## What you need to do
Write out all the data below exactly.
-- Dataset follows --
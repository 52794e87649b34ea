//! Connection lifecycle: `Unconnected -> Connected -> Disconnected`.

mod core;
mod state;

use std::sync::Arc;

use crate::adapt::settle;
use crate::callback::CallbackConnection;
use crate::config::ConnectionParams;
use crate::error::SessionError;
use crate::native::NativeSession;
use crate::results::QueryOutcome;
use crate::statement::Statement;
use crate::types::QueryValue;

pub(crate) use self::core::ConnectionCore;
pub use state::ConnectionState;

/// Awaitable connection over a native session.
///
/// Issue one operation at a time and await it before the next; operations settle in
/// the order they were issued. A closed connection cannot be reopened.
pub struct Connection {
    core: Arc<ConnectionCore>,
}

impl std::fmt::Debug for Connection {
    fn fmt(&self, f: &mut std::fmt::Formatter<'_>) -> std::fmt::Result {
        f.debug_struct("Connection")
            .field("id", &self.core.id())
            .field("state", &self.core.state())
            .finish()
    }
}

#[cfg(feature = "sqlite")]
impl Default for Connection {
    fn default() -> Self {
        Self::new()
    }
}

impl Connection {
    /// A new, unconnected connection over the bundled `SQLite` session.
    #[cfg(feature = "sqlite")]
    #[must_use]
    pub fn new() -> Self {
        Self::with_native(crate::native::sqlite::SqliteSession::new())
    }

    #[must_use]
    pub fn with_native(native: impl NativeSession + 'static) -> Self {
        Self::from_shared(Arc::new(native))
    }

    /// Like [`with_native`](Self::with_native) for an already shared session.
    #[must_use]
    pub fn from_shared(native: Arc<dyn NativeSession>) -> Self {
        Self {
            core: ConnectionCore::new(native),
        }
    }

    pub(crate) fn from_core(core: Arc<ConnectionCore>) -> Self {
        Self { core }
    }

    #[must_use]
    pub fn id(&self) -> u64 {
        self.core.id()
    }

    #[must_use]
    pub fn state(&self) -> ConnectionState {
        self.core.state()
    }

    /// True only between a successful connect and the next disconnect.
    #[must_use]
    pub fn connected(&self) -> bool {
        self.core.connected()
    }

    /// # Errors
    /// `ConnectionState` unless unconnected; the native error if connecting fails, in
    /// which case the connection stays unconnected.
    pub async fn connect(&self, params: &ConnectionParams) -> Result<(), SessionError> {
        settle(|reply| self.core.connect(params, reply)).await
    }

    /// Close the connection. It is disconnected afterwards even if this fails.
    ///
    /// # Errors
    /// `ConnectionState` unless connected, or the native disconnect error.
    pub async fn disconnect(&self) -> Result<(), SessionError> {
        settle(|reply| self.core.disconnect(reply)).await
    }

    /// Alias for [`disconnect`](Self::disconnect).
    ///
    /// # Errors
    /// See [`disconnect`](Self::disconnect).
    pub async fn close(&self) -> Result<(), SessionError> {
        self.disconnect().await
    }

    /// Execute SQL with positional parameters.
    ///
    /// # Errors
    /// `ConnectionState` unless connected, or the native execution error verbatim.
    pub async fn exec(
        &self,
        sql: impl Into<String>,
        params: Vec<QueryValue>,
    ) -> Result<QueryOutcome, SessionError> {
        let sql = sql.into();
        settle(|reply| self.core.exec(sql, params, reply)).await
    }

    /// # Errors
    /// `ConnectionState` unless connected, or the native error if the SQL does not
    /// compile.
    pub async fn prepare(&self, sql: impl Into<String>) -> Result<Statement, SessionError> {
        let sql = sql.into();
        settle(|reply| self.core.prepare(sql, reply))
            .await
            .map(Statement::from_core)
    }

    /// Make all work since the last commit or rollback durable.
    ///
    /// # Errors
    /// `ConnectionState` unless connected, or the native error.
    pub async fn commit(&self) -> Result<(), SessionError> {
        settle(|reply| self.core.commit(reply)).await
    }

    /// Discard all work since the last commit or rollback, prepared statements included.
    ///
    /// # Errors
    /// `ConnectionState` unless connected, or the native error.
    pub async fn rollback(&self) -> Result<(), SessionError> {
        settle(|reply| self.core.rollback(reply)).await
    }

    /// Switch to the callback front-end over the same connection.
    #[must_use]
    pub fn callbacks(self) -> CallbackConnection {
        CallbackConnection::from_core(self.core)
    }
}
-- Dataset concluded --
## Answer space
repository 52794e87649b34ea
//! Connection lifecycle: `Unconnected -> Connected -> Disconnected`.

mod core;
mod state;

use std::sync::Arc;

use crate::adapt::settle;
use crate::callback::CallbackConnection;
use crate::config::ConnectionParams;
use crate::error::SessionError;
use crate::native::NativeSession;
use crate::results::QueryOutcome;
use crate::statement::Statement;
use crate::types::QueryValue;

pub(crate) use self::core::ConnectionCore;
pub use state::ConnectionState;

/// Awaitable connection over a native session.
///
/// Issue one operation at a time and await it before the next; operations settle in
/// the order they were issued. A closed connection cannot be reopened.
pub struct Connection {
    core: Arc<ConnectionCore>,
}

impl std::fmt::Debug for Connection {
    fn fmt(&self, f: &mut std::fmt::Formatter<'_>) -> std::fmt::Result {
        f.debug_struct("Connection")
            .field("id", &self.core.id())
            .field("state", &self.core.state())
            .finish()
    }
}

#[cfg(feature = "sqlite")]
impl Default for Connection {
    fn default() -> Self {
        Self::new()
    }
}

impl Connection {
    /// A new, unconnected connection over the bundled `SQLite` session.
    #[cfg(feature = "sqlite")]
    #[must_use]
    pub fn new() -> Self {
        Self::with_native(crate::native::sqlite::SqliteSession::new())
    }

    #[must_use]
    pub fn with_native(native: impl NativeSession + 'static) -> Self {
        Self::from_shared(Arc::new(native))
    }

    /// Like [`with_native`](Self::with_native) for an already shared session.
    #[must_use]
    pub fn from_shared(native: Arc<dyn NativeSession>) -> Self {
        Self {
            core: ConnectionCore::new(native),
        }
    }

    pub(crate) fn from_core(core: Arc<ConnectionCore>) -> Self {
        Self { core }
    }

    #[must_use]
    pub fn id(&self) -> u64 {
        self.core.id()
    }

    #[must_use]
    pub fn state(&self) -> ConnectionState {
        self.core.state()
    }

    /// True only between a successful connect and the next disconnect.
    #[must_use]
    pub fn connected(&self) -> bool {
        self.core.connected()
    }

    /// # Errors
    /// `ConnectionState` unless unconnected; the native error if connecting fails, in
    /// which case the connection stays unconnected.
    pub async fn connect(&self, params: &ConnectionParams) -> Result<(), SessionError> {
        settle(|reply| self.core.connect(params, reply)).await
    }

    /// Close the connection. It is disconnected afterwards even if this fails.
    ///
    /// # Errors
    /// `ConnectionState` unless connected, or the native disconnect error.
    pub async fn disconnect(&self) -> Result<(), SessionError> {
        settle(|reply| self.core.disconnect(reply)).await
    }

    /// Alias for [`disconnect`](Self::disconnect).
    ///
    /// # Errors
    /// See [`disconnect`](Self::disconnect).
    pub async fn close(&self) -> Result<(), SessionError> {
        self.disconnect().await
    }

    /// Execute SQL with positional parameters.
    ///
    /// # Errors
    /// `ConnectionState` unless connected, or the native execution error verbatim.
    pub async fn exec(
        &self,
        sql: impl Into<String>,
        params: Vec<QueryValue>,
    ) -> Result<QueryOutcome, SessionError> {
        let sql = sql.into();
        settle(|reply| self.core.exec(sql, params, reply)).await
    }

    /// # Errors
    /// `ConnectionState` unless connected, or the native error if the SQL does not
    /// compile.
    pub async fn prepare(&self, sql: impl Into<String>) -> Result<Statement, SessionError> {
        let sql = sql.into();
        settle(|reply| self.core.prepare(sql, reply))
            .await
            .map(Statement::from_core)
    }

    /// Make all work since the last commit or rollback durable.
    ///
    /// # Errors
    /// `ConnectionState` unless connected, or the native error.
    pub async fn commit(&self) -> Result<(), SessionError> {
        settle(|reply| self.core.commit(reply)).await
    }

    /// Discard all work since the last commit or rollback, prepared statements included.
    ///
    /// # Errors
    /// `ConnectionState` unless connected, or the native error.
    pub async fn rollback(&self) -> Result<(), SessionError> {
        settle(|reply| self.core.rollback(reply)).await
    }

    /// Switch to the callback front-end over the same connection.
    #[must_use]
    pub fn callbacks(self) -> CallbackConnection {
        CallbackConnection::from_core(self.core)
    }
}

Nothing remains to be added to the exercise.